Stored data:
//! Schema bootstrap and versioned SQL migrations.
//!
//! [`Engine::auto_migrate`] creates the ledger table and the given tables
//! when missing, then applies the scripts in the configured migrations
//! directory that are newer than the last one recorded:
//!
//! ```text
//! migrations/
//!   V1__create_fake.sql
//!   V1.1__add_fake_index.sql
//!   V2__seed.sql
//! ```
//!
//! Each script runs in its own transaction together with its ledger row, so
//! a failing script leaves neither partial changes nor a record behind.

use std::path::Path;

use chrono::{DateTime, Utc};
use fpm_orm_data::migration::{pending_scripts, ScriptName};
use fpm_orm_data::{
    ColumnType, DataError, DataResult, Entity, Query, Sorter, TableSchema, Value,
};

use crate::backend::DIALECT;
use crate::engine::Engine;

/// One applied migration script, as recorded in `migration_histories`.
#[derive(Debug, Clone, PartialEq, sqlx::FromRow)]
pub struct MigrationRecord {
    pub id: i64,
    /// The version prefix, e.g. `V1.1`.
    pub version: String,
    pub description: String,
    /// The script file name.
    pub script: String,
    pub installed_at: DateTime<Utc>,
    pub success: bool,
}

impl MigrationRecord {
    fn applied(script: &ScriptName) -> Self {
        Self {
            id: 0,
            version: script.version.clone(),
            description: script.description.clone(),
            script: script.file_name.clone(),
            installed_at: Utc::now(),
            success: true,
        }
    }
}

impl Entity for MigrationRecord {
    fn table_name() -> &'static str {
        "migration_histories"
    }

    fn columns() -> &'static [&'static str] {
        &["version", "description", "script", "installed_at", "success"]
    }

    fn values(&self) -> Vec<Value> {
        vec![
            self.version.clone().into(),
            self.description.clone().into(),
            self.script.clone().into(),
            self.installed_at.into(),
            self.success.into(),
        ]
    }

    fn schema() -> TableSchema {
        TableSchema::new(<Self as Entity>::table_name())
            .not_null("version", ColumnType::Text)
            .not_null("description", ColumnType::Text)
            .not_null("script", ColumnType::Text)
            .not_null("installed_at", ColumnType::Timestamp)
            .not_null("success", ColumnType::Bool)
    }
}

impl Engine {
    /// Create the migration ledger and `tables` when missing, then apply
    /// pending scripts. Returns the number of scripts applied.
    pub async fn auto_migrate(&self, tables: &[TableSchema]) -> DataResult<usize> {
        let ledger = MigrationRecord::schema();
        for schema in std::iter::once(&ledger).chain(tables) {
            for sql in schema.create_sql(DIALECT)? {
                self.execute(&sql).await?;
            }
        }
        self.run_migrations().await
    }

    /// Apply the scripts in the migrations directory newer than the last
    /// recorded one. A missing directory applies nothing.
    pub async fn run_migrations(&self) -> DataResult<usize> {
        let dir = self.options.migrations_dir.clone();
        let file_names = match script_files(&dir).await? {
            Some(names) => names,
            None => {
                tracing::debug!(dir = %dir.display(), "No migrations directory, skipping scripts");
                return Ok(0);
            }
        };

        let last = self.last_applied_script().await?;
        let pending = pending_scripts(&file_names, last.as_ref().map(|r| r.script.as_str()));
        for script in &pending {
            let path = dir.join(&script.file_name);
            let sql = tokio::fs::read_to_string(&path)
                .await
                .map_err(|e| migration_error(script, io_error(&path, e)))?;
            self.apply_script(script, sql)
                .await
                .map_err(|e| migration_error(script, e))?;
            tracing::info!(script = %script.file_name, version = %script.version, "Applied migration");
        }
        Ok(pending.len())
    }

    /// The most recently installed script, if any.
    pub async fn last_applied_script(&self) -> DataResult<Option<MigrationRecord>> {
        let query = Query::new(<MigrationRecord as Entity>::table_name())
            .sorter(Sorter::desc("installed_at"))
            .sorter(Sorter::desc("id"));
        self.first(&query).await
    }

    /// Every recorded script, oldest first.
    pub async fn migration_history(&self) -> DataResult<Vec<MigrationRecord>> {
        let query = Query::new(<MigrationRecord as Entity>::table_name())
            .sorter(Sorter::asc("installed_at"))
            .sorter(Sorter::asc("id"));
        self.find(&query).await
    }

    async fn apply_script(&self, script: &ScriptName, sql: String) -> DataResult<()> {
        let record = MigrationRecord::applied(script);
        self.transaction(|tx| async move {
            tx.execute(&sql).await?;
            tx.insert(&record).await?;
            Ok::<_, DataError>(())
        })
        .await
    }
}

fn migration_error(script: &ScriptName, source: DataError) -> DataError {
    DataError::Migration {
        script: script.file_name.clone(),
        source: Box::new(source),
    }
}

fn io_error(path: &Path, err: std::io::Error) -> DataError {
    DataError::Config(format!("{}: {err}", path.display()))
}

/// File names directly inside `dir`, or `None` when it does not exist.
async fn script_files(dir: &Path) -> DataResult<Option<Vec<String>>> {
    if !tokio::fs::try_exists(dir).await.map_err(|e| io_error(dir, e))? {
        return Ok(None);
    }
    let mut entries = tokio::fs::read_dir(dir).await.map_err(|e| io_error(dir, e))?;
    let mut names = Vec::new();
    while let Some(entry) = entries.next_entry().await.map_err(|e| io_error(dir, e))? {
        if entry.file_type().await.map_err(|e| io_error(&entry.path(), e))?.is_file() {
            names.push(entry.file_name().to_string_lossy().into_owned());
        }
    }
    Ok(Some(names))
}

*PROBLEM*
In which lines of the records does the word "tracing" appear? Copy each of them.

*SOLUTION BELOW*
                tracing::debug!(dir = %dir.display(), "No migrations directory, skipping scripts");
            tracing::info!(script = %script.file_name, version = %script.version, "Applied migration");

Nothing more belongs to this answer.